- Instructions to follow
Which lines of the records below contain the string "bank"? Report each of them.

- Stored items
########################################

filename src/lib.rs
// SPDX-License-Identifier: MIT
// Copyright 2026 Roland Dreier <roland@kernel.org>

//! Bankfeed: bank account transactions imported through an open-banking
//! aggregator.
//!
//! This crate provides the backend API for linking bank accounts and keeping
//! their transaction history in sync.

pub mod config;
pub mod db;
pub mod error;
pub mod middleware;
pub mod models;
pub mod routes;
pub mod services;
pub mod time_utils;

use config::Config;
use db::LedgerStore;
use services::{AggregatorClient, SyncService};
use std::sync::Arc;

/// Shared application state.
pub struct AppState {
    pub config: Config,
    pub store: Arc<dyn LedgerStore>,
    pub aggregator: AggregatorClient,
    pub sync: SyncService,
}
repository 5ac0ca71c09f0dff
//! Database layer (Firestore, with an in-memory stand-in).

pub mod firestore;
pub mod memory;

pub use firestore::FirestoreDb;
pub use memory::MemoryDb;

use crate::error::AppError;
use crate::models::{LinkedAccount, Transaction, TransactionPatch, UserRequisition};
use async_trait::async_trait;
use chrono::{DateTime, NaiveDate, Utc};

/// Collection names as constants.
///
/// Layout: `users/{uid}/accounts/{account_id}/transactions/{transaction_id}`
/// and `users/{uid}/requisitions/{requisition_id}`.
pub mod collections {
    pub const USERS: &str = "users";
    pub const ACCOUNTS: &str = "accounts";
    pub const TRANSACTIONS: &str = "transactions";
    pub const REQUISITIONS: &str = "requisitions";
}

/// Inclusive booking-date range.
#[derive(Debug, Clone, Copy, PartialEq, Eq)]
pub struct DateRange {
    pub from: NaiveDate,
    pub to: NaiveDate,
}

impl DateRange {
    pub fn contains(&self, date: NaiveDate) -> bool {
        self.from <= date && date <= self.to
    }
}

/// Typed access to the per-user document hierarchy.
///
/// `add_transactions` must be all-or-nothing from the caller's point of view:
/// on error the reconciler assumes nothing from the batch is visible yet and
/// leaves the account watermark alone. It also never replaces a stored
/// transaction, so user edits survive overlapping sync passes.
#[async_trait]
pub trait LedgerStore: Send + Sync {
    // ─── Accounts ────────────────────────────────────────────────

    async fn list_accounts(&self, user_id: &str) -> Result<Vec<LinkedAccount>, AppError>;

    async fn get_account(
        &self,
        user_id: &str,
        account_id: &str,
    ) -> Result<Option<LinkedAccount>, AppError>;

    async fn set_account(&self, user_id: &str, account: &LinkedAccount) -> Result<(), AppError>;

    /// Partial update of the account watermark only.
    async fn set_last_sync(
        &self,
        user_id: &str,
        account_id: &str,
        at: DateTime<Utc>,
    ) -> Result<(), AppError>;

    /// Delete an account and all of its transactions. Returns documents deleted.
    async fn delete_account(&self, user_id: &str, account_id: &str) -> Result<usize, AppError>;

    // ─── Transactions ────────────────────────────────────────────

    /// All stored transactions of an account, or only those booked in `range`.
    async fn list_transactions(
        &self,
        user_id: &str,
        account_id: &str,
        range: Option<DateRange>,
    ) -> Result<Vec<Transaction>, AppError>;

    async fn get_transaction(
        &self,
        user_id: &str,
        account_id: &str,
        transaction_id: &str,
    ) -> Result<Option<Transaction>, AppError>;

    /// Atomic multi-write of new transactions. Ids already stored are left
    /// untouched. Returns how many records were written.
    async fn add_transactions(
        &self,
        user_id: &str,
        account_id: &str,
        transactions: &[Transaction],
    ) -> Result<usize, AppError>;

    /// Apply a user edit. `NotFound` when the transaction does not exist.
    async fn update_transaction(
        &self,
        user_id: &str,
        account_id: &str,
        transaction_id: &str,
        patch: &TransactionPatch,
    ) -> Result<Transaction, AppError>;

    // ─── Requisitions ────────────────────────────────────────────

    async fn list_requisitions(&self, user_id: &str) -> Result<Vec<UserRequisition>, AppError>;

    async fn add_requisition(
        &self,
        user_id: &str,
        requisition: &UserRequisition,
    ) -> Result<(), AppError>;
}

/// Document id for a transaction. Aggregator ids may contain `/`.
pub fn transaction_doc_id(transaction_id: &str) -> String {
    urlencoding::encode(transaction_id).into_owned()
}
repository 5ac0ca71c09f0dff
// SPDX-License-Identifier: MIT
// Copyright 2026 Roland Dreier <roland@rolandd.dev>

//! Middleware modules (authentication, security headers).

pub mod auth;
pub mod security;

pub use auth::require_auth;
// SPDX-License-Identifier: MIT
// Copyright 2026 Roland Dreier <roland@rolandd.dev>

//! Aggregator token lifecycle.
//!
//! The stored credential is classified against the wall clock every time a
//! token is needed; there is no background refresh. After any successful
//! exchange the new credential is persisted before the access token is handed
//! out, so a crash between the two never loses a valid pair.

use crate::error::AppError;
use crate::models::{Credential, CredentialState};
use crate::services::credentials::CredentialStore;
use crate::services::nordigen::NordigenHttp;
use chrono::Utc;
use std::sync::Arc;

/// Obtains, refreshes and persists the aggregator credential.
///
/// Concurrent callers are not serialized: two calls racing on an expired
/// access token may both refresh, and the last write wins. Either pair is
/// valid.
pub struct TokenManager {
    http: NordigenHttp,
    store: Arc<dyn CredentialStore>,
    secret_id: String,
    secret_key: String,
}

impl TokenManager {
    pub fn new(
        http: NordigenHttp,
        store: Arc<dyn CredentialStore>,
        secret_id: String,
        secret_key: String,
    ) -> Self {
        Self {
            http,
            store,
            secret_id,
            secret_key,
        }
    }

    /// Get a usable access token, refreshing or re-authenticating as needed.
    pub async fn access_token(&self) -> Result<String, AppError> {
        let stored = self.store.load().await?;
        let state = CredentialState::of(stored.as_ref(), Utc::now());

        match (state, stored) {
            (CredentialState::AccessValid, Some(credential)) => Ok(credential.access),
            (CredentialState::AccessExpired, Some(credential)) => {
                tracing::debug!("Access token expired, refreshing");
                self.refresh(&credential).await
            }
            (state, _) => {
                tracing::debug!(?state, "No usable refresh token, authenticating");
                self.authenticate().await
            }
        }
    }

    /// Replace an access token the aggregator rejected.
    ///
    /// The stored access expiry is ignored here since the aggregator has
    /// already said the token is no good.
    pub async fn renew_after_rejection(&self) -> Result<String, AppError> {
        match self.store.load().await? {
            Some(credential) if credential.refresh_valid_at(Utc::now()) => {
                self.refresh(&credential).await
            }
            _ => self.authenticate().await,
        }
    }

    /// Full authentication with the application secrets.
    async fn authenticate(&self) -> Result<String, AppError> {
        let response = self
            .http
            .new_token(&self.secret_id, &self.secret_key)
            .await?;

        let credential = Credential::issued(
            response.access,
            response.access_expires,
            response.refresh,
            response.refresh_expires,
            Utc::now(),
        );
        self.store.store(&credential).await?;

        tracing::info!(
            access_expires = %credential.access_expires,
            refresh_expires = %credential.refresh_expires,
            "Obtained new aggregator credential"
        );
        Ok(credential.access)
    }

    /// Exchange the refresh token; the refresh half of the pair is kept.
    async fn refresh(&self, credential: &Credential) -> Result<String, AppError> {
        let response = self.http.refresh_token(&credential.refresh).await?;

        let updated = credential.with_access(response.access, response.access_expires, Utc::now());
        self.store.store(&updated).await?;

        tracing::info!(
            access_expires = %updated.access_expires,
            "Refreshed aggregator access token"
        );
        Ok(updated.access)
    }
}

########################################

- Reply to the task
//! Bankfeed: bank account transactions imported through an open-banking
//! This crate provides the backend API for linking bank accounts and keeping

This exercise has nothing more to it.